A few years earlier, after months of the worst symptoms, I described my experience to my doctor. He had no clue whatsoever. No diagnosis. Nothing. I went back to the same doctor after learning about depression, and asked him if I might have depression. He gave me a brief questionnaire, reviewed it, and gave me a prescription. That first prescription actually made my symptoms worse, but things have gotten better over the years. I’ve since changed health care providers.

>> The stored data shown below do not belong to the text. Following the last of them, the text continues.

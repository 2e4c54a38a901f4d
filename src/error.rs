//! Uniform error responses.
//!
//! Every failure leaves the service as `{"message": ..., "data": ...}` with
//! the status code of its kind.

use std::collections::BTreeMap;

use axum::{
    http::StatusCode,
    response::{IntoResponse, Response},
    Json,
};
use serde::Serialize;
use serde_json::{json, Value};
use tracing::error;

use crate::auth::cipher::CipherError;

#[derive(Debug, thiserror::Error)]
pub enum ApiError {
    /// Malformed or invalid input.
    #[error("bad request: {0}")]
    BadRequest(String),

    /// Field-level validation failures, keyed by field name.
    #[error("validation failed")]
    Validation(FieldErrors),

    #[error("login failed, invalid credentials")]
    InvalidCredentials,

    /// No valid session on a protected route.
    #[error("unauthorized")]
    Unauthorized,

    #[error("forbidden: {0}")]
    Forbidden(String),

    #[error("not found: {0}")]
    NotFound(String),

    #[error("already exists: {0}")]
    AlreadyExists(String),

    #[error(transparent)]
    Cipher(#[from] CipherError),

    #[error(transparent)]
    Internal(#[from] anyhow::Error),
}

impl ApiError {
    pub fn status(&self) -> StatusCode {
        match self {
            ApiError::BadRequest(_) | ApiError::Validation(_) => StatusCode::BAD_REQUEST,
            ApiError::InvalidCredentials | ApiError::Unauthorized => StatusCode::UNAUTHORIZED,
            ApiError::Forbidden(_) => StatusCode::FORBIDDEN,
            ApiError::NotFound(_) => StatusCode::NOT_FOUND,
            ApiError::AlreadyExists(_) => StatusCode::CONFLICT,
            ApiError::Cipher(_) | ApiError::Internal(_) => StatusCode::INTERNAL_SERVER_ERROR,
        }
    }
}

impl IntoResponse for ApiError {
    fn into_response(self) -> Response {
        let status = self.status();
        let (message, data) = match self {
            ApiError::BadRequest(msg)
            | ApiError::Forbidden(msg)
            | ApiError::NotFound(msg)
            | ApiError::AlreadyExists(msg) => (msg, Value::Null),
            ApiError::Validation(fields) => ("Validation failed".to_string(), json!(fields)),
            ApiError::InvalidCredentials => {
                ("Login failed, invalid credentials".to_string(), Value::Null)
            }
            ApiError::Unauthorized => ("Unauthorized".to_string(), Value::Null),
            ApiError::Cipher(e) => {
                error!(error = %e, "cipher failure");
                ("An error occurred.".to_string(), Value::Null)
            }
            ApiError::Internal(e) => {
                error!(error = ?e, "internal error");
                ("An error occurred.".to_string(), Value::Null)
            }
        };

        (status, Json(json!({ "message": message, "data": data }))).into_response()
    }
}

/// Collects validation messages per field before failing the request.
#[derive(Debug, Default, Serialize)]
#[serde(transparent)]
pub struct FieldErrors(BTreeMap<String, Vec<String>>);

impl FieldErrors {
    pub fn add(&mut self, field: &str, message: impl Into<String>) {
        self.0
            .entry(field.to_string())
            .or_default()
            .push(message.into());
    }

    pub fn is_empty(&self) -> bool {
        self.0.is_empty()
    }

    #[cfg(test)]
    pub fn get(&self, field: &str) -> Option<&[String]> {
        self.0.get(field).map(Vec::as_slice)
    }

    pub fn into_result(self) -> Result<(), ApiError> {
        if self.is_empty() {
            Ok(())
        } else {
            Err(ApiError::Validation(self))
        }
    }
}

/// Success body mirroring the error shape.
#[derive(Debug, Serialize)]
pub struct MessageBody<T = Value> {
    pub message: String,
    pub data: Option<T>,
}

impl MessageBody {
    pub fn new(message: impl Into<String>) -> Self {
        Self {
            message: message.into(),
            data: None,
        }
    }
}

impl<T> MessageBody<T> {
    pub fn with_data(message: impl Into<String>, data: T) -> Self {
        Self {
            message: message.into(),
            data: Some(data),
        }
    }
}

pub type ApiResult<T> = Result<T, ApiError>;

I could not even begin to tell you how many people have tried to draw me into their religion over the years.  My thin veneer of normalcy did not conceal my core of sadness, making me an obvious target. Let’s start with the Hare Krishna in San Francisco in 1974 when I was seventeen who called me a “far-out guy.” I walked away with a book I didn’t want and less money than I started with, but I was too polite to say no. Then there was the time a high school buddy and I were approached outside the Seattle Scientology office, and asked to take a “personality test.” When they found out we were under age they quickly moved on. There have been more Jehovah’s Witnesses than I can begin to count. Once, a JW woman came to my parents’ house offering literature. Strangely, I came to know her several years later as the bride to be of my step brother, also a JW. Nice enough people, but why do their churches tend to be window-free? Not a good fit for claustrophobics. I sat next to a Mormon missionary on a Greyhound during my freshman year in college. Once he knew there was no chance of me converting, we were able to discuss music for the rest of the trip. When I was thirty I ended a seven year friendship because he could not stop proselytizing. I had been one of his groomsmen. I question that decision to this day, but I feel talked down to anytime people treat me as though I’ve had no experience with or knowledge of their religion. Ultimately, it wasn’t religion that helped me take the first step on the road to wellness, it was knowledge.

Then there are the people who simply practice their beliefs with no expectation that those around them be anything other than what they are. If anyone will bring me back to church it is these people. They treat non-believers like human beings, not objects to be manipulated. They lead with their joy. They live their lives fully and meaningfully, setting an example which your average televangelist cannot. They will never carry garishly colored signs with cruel messages at the funerals of fellow Americans who gave their lives in hopes of  preserving freedom of speech. You won’t see them blowing themselves up in a crowded public space on the evening news. And they won’t beg for your money to support their “ministry” on channel 96 at 2 a.m. More than anything else, they won’t call for a “holy war” or burn heretics and witches, real or imagined, at the stake.

During my most recent depression flare-up I made a 40 mile drive to visit with an old friend. I made a point of it because I knew the support of friends and family is an important element in the treatment of this illness. My friend is the minister of a Presbyterian church in an urban area. I couldn’t have predicted such an outcome for him thirty-five years ago. As we enjoyed lunch at a neighborhood cafe he listened patiently to my story and was very supportive. Not once did he suggest that I make any spiritual changes in my life. He simply affirmed my feelings and concerns. After lunch we drove back to his church. I had brought along my camera equipment because I wanted to take some pictures of the interior of the beautiful church. He left me there as he headed off to an appointment. I stayed another thirty minutes or so, inside a church of my own volition, not as a guest at a wedding, or a mourner, or tourist, for the first time in almost forty years.